Stored data entries
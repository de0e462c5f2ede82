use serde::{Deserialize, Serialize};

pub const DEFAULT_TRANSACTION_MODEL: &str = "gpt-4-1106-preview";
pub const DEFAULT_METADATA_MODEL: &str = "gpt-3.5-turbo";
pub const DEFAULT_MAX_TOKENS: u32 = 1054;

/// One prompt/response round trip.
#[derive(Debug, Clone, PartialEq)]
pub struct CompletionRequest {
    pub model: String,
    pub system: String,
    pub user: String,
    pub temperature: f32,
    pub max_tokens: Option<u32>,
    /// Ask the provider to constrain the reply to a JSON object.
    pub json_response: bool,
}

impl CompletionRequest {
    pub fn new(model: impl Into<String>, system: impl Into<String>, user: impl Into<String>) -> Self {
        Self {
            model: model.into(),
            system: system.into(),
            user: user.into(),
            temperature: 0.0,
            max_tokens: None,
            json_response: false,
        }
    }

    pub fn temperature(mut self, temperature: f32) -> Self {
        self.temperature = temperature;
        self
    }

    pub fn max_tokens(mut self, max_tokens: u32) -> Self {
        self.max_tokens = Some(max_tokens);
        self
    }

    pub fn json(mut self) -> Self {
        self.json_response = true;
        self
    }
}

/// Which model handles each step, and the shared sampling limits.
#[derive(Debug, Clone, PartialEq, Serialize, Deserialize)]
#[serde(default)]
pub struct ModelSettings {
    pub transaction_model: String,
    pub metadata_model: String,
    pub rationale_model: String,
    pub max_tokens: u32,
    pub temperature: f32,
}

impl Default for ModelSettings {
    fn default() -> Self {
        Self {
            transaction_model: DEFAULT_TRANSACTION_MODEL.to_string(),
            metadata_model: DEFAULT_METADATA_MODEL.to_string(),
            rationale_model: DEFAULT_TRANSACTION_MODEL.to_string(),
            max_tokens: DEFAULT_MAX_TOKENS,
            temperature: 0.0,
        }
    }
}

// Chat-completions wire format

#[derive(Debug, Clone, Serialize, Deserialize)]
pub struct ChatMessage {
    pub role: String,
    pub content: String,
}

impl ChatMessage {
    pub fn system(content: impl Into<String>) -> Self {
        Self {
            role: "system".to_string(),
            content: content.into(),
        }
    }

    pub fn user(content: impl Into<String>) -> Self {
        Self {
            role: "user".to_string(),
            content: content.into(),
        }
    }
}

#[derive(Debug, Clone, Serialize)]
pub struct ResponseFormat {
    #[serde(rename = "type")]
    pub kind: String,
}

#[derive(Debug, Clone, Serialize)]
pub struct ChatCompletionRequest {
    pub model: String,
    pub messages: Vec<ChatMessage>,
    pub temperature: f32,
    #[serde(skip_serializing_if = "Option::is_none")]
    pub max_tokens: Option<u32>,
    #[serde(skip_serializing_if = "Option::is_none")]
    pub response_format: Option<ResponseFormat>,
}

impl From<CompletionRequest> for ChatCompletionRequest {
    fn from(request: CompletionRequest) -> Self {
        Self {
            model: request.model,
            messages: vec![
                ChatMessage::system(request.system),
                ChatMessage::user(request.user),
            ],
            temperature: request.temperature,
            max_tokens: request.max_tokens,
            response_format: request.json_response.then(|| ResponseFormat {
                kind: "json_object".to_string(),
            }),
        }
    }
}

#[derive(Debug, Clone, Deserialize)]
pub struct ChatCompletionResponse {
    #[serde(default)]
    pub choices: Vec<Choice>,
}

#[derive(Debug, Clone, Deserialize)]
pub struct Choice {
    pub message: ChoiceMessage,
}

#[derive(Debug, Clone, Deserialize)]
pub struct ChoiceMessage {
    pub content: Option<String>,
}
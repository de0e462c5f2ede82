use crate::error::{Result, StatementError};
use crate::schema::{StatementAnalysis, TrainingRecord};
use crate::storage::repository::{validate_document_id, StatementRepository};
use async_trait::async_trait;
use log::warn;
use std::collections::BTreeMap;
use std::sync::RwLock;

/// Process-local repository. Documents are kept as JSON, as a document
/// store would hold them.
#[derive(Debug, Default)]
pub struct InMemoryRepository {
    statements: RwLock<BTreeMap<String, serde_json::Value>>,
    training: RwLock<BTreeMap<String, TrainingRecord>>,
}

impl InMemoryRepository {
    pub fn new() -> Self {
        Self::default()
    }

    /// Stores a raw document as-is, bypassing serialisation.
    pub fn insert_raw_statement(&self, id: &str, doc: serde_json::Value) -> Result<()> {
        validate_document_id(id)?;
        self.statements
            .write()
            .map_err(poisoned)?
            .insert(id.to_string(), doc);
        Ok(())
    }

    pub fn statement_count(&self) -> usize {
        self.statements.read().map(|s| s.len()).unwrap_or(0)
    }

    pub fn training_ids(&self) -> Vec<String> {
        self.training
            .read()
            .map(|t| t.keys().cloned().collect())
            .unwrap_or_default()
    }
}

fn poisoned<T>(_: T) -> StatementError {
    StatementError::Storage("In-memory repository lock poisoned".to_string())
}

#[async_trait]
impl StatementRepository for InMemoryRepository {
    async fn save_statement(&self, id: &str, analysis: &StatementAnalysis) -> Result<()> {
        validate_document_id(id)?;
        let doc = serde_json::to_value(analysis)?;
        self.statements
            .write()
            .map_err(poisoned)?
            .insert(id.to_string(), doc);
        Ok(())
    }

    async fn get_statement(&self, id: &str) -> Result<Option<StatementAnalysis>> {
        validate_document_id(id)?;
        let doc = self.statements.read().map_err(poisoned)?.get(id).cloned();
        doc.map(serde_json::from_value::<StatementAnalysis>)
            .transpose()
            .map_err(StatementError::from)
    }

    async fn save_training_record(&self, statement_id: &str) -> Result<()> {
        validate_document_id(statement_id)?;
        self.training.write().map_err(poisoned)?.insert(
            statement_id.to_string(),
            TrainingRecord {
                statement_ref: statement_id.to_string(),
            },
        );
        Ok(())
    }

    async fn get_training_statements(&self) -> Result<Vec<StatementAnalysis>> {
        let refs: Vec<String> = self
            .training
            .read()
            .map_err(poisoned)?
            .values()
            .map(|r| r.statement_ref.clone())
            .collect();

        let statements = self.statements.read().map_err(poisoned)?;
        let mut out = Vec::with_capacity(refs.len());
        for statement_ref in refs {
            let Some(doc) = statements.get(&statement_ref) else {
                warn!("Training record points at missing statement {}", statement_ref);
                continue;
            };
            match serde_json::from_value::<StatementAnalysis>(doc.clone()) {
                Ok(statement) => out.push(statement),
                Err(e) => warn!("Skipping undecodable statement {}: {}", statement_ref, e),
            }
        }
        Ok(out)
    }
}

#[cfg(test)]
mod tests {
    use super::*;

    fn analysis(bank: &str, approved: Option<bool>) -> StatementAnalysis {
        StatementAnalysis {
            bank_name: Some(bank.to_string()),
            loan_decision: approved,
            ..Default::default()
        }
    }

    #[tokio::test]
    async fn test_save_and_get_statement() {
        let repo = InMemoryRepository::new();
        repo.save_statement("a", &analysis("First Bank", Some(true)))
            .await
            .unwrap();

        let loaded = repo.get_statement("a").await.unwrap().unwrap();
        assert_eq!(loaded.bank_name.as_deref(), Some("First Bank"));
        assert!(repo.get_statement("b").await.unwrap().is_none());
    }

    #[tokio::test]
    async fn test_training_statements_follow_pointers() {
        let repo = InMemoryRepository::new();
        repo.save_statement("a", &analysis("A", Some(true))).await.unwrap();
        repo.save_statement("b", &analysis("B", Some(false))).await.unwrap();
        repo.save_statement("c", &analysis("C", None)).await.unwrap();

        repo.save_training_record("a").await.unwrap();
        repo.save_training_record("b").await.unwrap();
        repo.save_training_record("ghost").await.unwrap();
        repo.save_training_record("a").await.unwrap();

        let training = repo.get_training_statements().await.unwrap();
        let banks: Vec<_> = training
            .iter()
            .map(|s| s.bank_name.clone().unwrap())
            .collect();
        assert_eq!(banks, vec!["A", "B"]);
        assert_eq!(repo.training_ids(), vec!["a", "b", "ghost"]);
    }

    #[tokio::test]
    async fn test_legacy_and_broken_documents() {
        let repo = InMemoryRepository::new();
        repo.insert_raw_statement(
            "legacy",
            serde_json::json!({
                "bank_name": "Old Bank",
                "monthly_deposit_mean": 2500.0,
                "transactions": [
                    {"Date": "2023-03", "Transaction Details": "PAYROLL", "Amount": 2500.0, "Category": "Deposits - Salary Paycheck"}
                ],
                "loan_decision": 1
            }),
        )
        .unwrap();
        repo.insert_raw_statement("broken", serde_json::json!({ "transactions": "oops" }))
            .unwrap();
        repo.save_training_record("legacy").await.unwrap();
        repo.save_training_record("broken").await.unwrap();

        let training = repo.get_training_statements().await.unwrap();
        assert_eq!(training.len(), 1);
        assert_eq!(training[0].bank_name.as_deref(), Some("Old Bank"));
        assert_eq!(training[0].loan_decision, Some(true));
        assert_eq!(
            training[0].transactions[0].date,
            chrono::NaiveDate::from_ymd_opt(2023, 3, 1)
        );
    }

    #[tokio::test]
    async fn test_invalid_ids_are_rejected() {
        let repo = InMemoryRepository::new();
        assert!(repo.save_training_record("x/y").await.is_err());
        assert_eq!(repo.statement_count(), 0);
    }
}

* * *

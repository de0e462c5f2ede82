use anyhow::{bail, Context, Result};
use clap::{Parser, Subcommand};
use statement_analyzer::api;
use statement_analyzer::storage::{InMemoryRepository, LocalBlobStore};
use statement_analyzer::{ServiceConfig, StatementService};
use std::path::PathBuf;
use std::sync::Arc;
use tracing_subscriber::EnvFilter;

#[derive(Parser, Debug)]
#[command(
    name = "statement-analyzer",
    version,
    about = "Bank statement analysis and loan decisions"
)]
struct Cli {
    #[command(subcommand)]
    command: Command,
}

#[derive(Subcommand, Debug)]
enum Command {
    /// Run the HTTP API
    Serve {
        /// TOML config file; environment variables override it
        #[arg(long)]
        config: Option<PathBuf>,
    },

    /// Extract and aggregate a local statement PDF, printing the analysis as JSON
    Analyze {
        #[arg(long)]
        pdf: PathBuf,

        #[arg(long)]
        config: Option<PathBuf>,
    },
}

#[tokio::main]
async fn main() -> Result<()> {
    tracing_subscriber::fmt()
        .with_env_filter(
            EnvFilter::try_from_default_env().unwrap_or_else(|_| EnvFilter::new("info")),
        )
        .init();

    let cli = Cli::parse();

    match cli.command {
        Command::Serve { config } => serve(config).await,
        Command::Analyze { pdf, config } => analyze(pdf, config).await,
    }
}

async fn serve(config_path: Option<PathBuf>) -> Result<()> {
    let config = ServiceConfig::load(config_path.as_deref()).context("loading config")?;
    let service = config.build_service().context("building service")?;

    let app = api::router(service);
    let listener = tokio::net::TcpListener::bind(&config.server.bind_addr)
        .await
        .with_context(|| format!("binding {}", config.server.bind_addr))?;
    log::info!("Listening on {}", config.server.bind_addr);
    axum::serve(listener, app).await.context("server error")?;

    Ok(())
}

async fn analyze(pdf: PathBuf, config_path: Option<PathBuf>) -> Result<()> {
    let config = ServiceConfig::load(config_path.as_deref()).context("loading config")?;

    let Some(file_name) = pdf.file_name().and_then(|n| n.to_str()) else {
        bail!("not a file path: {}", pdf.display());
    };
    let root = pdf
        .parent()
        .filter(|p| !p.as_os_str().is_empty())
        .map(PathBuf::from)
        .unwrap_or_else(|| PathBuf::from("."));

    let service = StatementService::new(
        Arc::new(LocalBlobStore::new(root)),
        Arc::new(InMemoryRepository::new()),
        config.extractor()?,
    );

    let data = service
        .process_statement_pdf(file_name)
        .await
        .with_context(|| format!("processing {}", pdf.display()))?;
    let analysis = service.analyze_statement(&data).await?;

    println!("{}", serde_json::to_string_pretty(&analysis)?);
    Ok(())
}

* WHAT YOU WILL DO: Look back at the data above. Transcribe exactly the lines starting at the line that contains "fn analysis(bank: &str, approved: Option<bool>)" and ending at the line that contains "async fn test_training_statements_follow_pointers()".

* SOLUTION TO THIS PROBLEM:
    fn analysis(bank: &str, approved: Option<bool>) -> StatementAnalysis {
        StatementAnalysis {
            bank_name: Some(bank.to_string()),
            loan_decision: approved,
            ..Default::default()
        }
    }

    #[tokio::test]
    async fn test_save_and_get_statement() {
        let repo = InMemoryRepository::new();
        repo.save_statement("a", &analysis("First Bank", Some(true)))
            .await
            .unwrap();

        let loaded = repo.get_statement("a").await.unwrap().unwrap();
        assert_eq!(loaded.bank_name.as_deref(), Some("First Bank"));
        assert!(repo.get_statement("b").await.unwrap().is_none());
    }

    #[tokio::test]
    async fn test_training_statements_follow_pointers() {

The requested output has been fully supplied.